She found a quick-heat protein pack and chucked it in the microwave under the service counter. She'd served herself in under a minute, grabbed an additional protein shake from the stash they kept especially for the team's biotics, and crossed the hall again to slide in next to Garrus.

"So that was . . . weird," she said, staring at the wall, but she was talking to him.

"Yeah?" Garrus prompted, willing to hear her out.

"Yeah," she agreed. She took a couple of bites of her dinner, swallowed without chewing it much. Shook her head. "There are biotic kids back there. Learning to kick ass, but they're not drugged or scared. They got rooms. They want to be there. They got friends, teachers and shit. Homework. Fuck." She took another couple bites. Garrus let her process. To someone who'd grown up like Jack, learned to use her biotics the way that she had, it had to seem crazy. "They're happy. Don't think they are. I heard like three of them whining about some shit or other just in the time I was back there—stupid shit—but they're happy. Fucking idiots." She shook her head again. Her fingers clenched around her shake, and sparks of blue flickered in her brown eyes. "They got no idea what's out there. Not a fucking clue."

"You didn't find any Cerberus infiltrators?" Garrus asked.

Jack shrugged. "If they're there, they knew enough not to start something when I showed up. All the kids are alright, anyway. David will be alright." She was quiet a moment. "This war's going to fucking destroy them," she announced.

Garrus listened, waiting. When it came down to it, the surprise was that he wasn't surprised. It made sense Jack would care about other high-potential biotics, and after what she'd seen, it made sense that she'd feel something about what was coming for them in particular. What would make her was what she decided to do about it.

Jack chugged her shake in one, then crushed it in a biotic fist, watching it crumple and warp away to nothing. "I'm going with Shepard," she told him. "When she's finished whatever shit she still has to do out here, when she heads in to the Alliance, I'm going with her. Those kids don't know how to fight. They don't know the shit you gotta do just to survive. They gotta know. We all do. We gotta be ready for the Reapers." She nodded, pleased with her decision, then looked at him. "What about you?"

"Me?" Garrus repeated.

"Yeah," Jack confirmed. "What're you doing? You're staying with us too, right?"

Garrus shook his head. "I have to go back to Palaven for a while," he said. "I'm going to do what I can, but I'll be getting off before she turns Normandy over to the Alliance."

Jack's eyes narrowed. "What?" she asked. "What the hell, Garrus? You're gonna bail on us now? You were there in that Collector base! Fuck, you actually saw the thing, the Reaper! I know like 90 percent of these guys are fucking off—bunch of pussies, fuck 'em—but you—shit! Aren't you her boyfriend or some shit?"

"I'm not her boyfriend—" Garrus started.

"Fuck buddy, best friend, right-hand guy, whatever!" Jack exclaimed. "She fucking needs you! Needs all of us, you bastard—"
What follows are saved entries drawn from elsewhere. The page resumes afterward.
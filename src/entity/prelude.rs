//! 预导入模块，方便使用

pub use super::assignments::{
    ActiveModel as AssignmentActiveModel, Entity as Assignments, Model as AssignmentModel,
};
pub use super::attendance_records::{
    ActiveModel as AttendanceActiveModel, Entity as AttendanceRecords, Model as AttendanceModel,
};
pub use super::audit_logs::{
    ActiveModel as AuditLogActiveModel, Entity as AuditLogs, Model as AuditLogModel,
};
pub use super::files::{ActiveModel as FileActiveModel, Entity as Files, Model as FileModel};
pub use super::groups::{ActiveModel as GroupActiveModel, Entity as Groups, Model as GroupModel};
pub use super::messages::{
    ActiveModel as MessageActiveModel, Entity as Messages, Model as MessageModel,
};
pub use super::notifications::{
    ActiveModel as NotificationActiveModel, Entity as Notifications, Model as NotificationModel,
};
pub use super::subjects::{
    ActiveModel as SubjectActiveModel, Entity as Subjects, Model as SubjectModel,
};
pub use super::submissions::{
    ActiveModel as SubmissionActiveModel, Entity as Submissions, Model as SubmissionModel,
};
pub use super::system_emails::{
    ActiveModel as SystemEmailActiveModel, Entity as SystemEmails, Model as SystemEmailModel,
};
pub use super::users::{ActiveModel as UserActiveModel, Entity as Users, Model as UserModel};
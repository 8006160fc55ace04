pub mod compute;
pub mod my_transcript;

use actix_web::{HttpRequest, HttpResponse, Result as ActixResult};
use std::sync::Arc;

use crate::storage::Storage;

pub struct TranscriptService {
    storage: Option<Arc<dyn Storage>>,
}

impl TranscriptService {
    pub fn new_lazy() -> Self {
        Self { storage: None }
    }

    pub(crate) fn get_storage(&self, request: &HttpRequest) -> Arc<dyn Storage> {
        if let Some(storage) = &self.storage {
            storage.clone()
        } else {
            request
                .app_data::<actix_web::web::Data<Arc<dyn Storage>>>()
                .expect("Storage not found in app data")
                .get_ref()
                .clone()
        }
    }

    /// 当前学生的成绩单
    pub async fn my_transcript(&self, request: &HttpRequest) -> ActixResult<HttpResponse> {
        my_transcript::my_transcript(self, request).await
    }

    /// 指定学生的成绩单（教师/管理员）
    pub async fn student_transcript(
        &self,
        request: &HttpRequest,
        student_id: i64,
    ) -> ActixResult<HttpResponse> {
        my_transcript::student_transcript(self, request, student_id).await
    }
}
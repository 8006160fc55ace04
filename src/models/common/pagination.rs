use serde::{Deserialize, Serialize};
use ts_rs::TS;

// 分页查询参数
#[derive(Debug, Clone, Deserialize, TS)]
#[ts(export, export_to = "pagination.ts")]
pub struct PaginationQuery {
    #[serde(default = "default_page", deserialize_with = "lenient_i64")]
    pub page: i64,
    #[serde(default = "default_size", deserialize_with = "lenient_i64")]
    pub size: i64,
}

// 分页响应信息
#[derive(Debug, Clone, Serialize, Deserialize, TS)]
#[ts(export, export_to = "pagination.ts")]
pub struct PaginationInfo {
    pub page: i64,
    pub page_size: i64,
    pub total: i64,
    pub total_pages: i64,
}

// 分页列表响应
#[derive(Debug, Clone, Serialize, Deserialize, TS)]
#[ts(export, export_to = "pagination.ts")]
pub struct PaginatedResponse<T: TS> {
    pub items: Vec<T>,
    pub pagination: PaginationInfo,
}

// 查询字符串里数字常以字符串形式到达，统一做宽松解析
fn lenient_i64<'de, D>(deserializer: D) -> Result<i64, D::Error>
where
    D: serde::Deserializer<'de>,
{
    #[derive(Deserialize)]
    #[serde(untagged)]
    enum NumberOrString {
        Number(i64),
        String(String),
    }

    match NumberOrString::deserialize(deserializer)? {
        NumberOrString::Number(n) => Ok(n),
        NumberOrString::String(s) => s
            .parse()
            .map_err(|_| serde::de::Error::custom(format!("invalid integer: {s}"))),
    }
}

fn default_page() -> i64 {
    1
}

fn default_size() -> i64 {
    20
}

impl Default for PaginationQuery {
    fn default() -> Self {
        Self { page: 1, size: 20 }
    }
}
use actix_web::{
    HttpRequest, HttpResponse,
    error::{Error, InternalError, JsonPayloadError, QueryPayloadError},
};

use crate::models::{ApiResponse, ErrorCode};

/// JSON 请求体解析失败时返回统一响应结构
pub fn json_error_handler(err: JsonPayloadError, _req: &HttpRequest) -> Error {
    let message = match &err {
        JsonPayloadError::ContentType => "请求 Content-Type 必须为 application/json".to_string(),
        JsonPayloadError::Deserialize(e) => format!("请求参数格式错误: {e}"),
        JsonPayloadError::Overflow { .. } | JsonPayloadError::OverflowKnownLength { .. } => {
            "请求体过大".to_string()
        }
        other => format!("请求体解析失败: {other}"),
    };

    let response = HttpResponse::BadRequest().json(ApiResponse::<()>::error_empty(
        ErrorCode::BadRequest,
        message.clone(),
    ));
    InternalError::from_response(message, response).into()
}

/// 查询字符串解析失败时返回统一响应结构
pub fn query_error_handler(err: QueryPayloadError, _req: &HttpRequest) -> Error {
    let message = match &err {
        QueryPayloadError::Deserialize(e) => format!("查询参数格式错误: {e}"),
        other => format!("查询参数解析失败: {other}"),
    };

    let response = HttpResponse::BadRequest().json(ApiResponse::<()>::error_empty(
        ErrorCode::BadRequest,
        message.clone(),
    ));
    InternalError::from_response(message, response).into()
}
"She as good as said I should go!" Garrus snapped, standing, gripping his tray. He glared around at Gardner, the two other crew members still in the mess hall, now staring at them. "We can't do this here," he told Jack, crossing the mess and placing his tray in the return. She followed suit and stalked him across the crew deck, cursing and scolding him all the way. She followed him into the battery and didn't even flinch when he closed the door behind them. "She said she can do this without me," Garrus told Jack. "That we might be more effective on our own now—her with the Alliance. Me doing whatever I can with the Turian Hierarchy. Don't you think I'd rather stay?"

"Bullshit!" Jack snapped immediately, arms crossed across her chest "You want to stay, you stay, Garrus. You think you got a shot of making anyone listen without her? I don't got a snowflake's chance in hell without her—it'll be jail for me or worse, and I don't imagine you're a whole lot better off, Archangel. You like to play cops and robbers, but you're an outlaw just like me. Turians don't like outlaws. You're gonna make all of them fall in line?"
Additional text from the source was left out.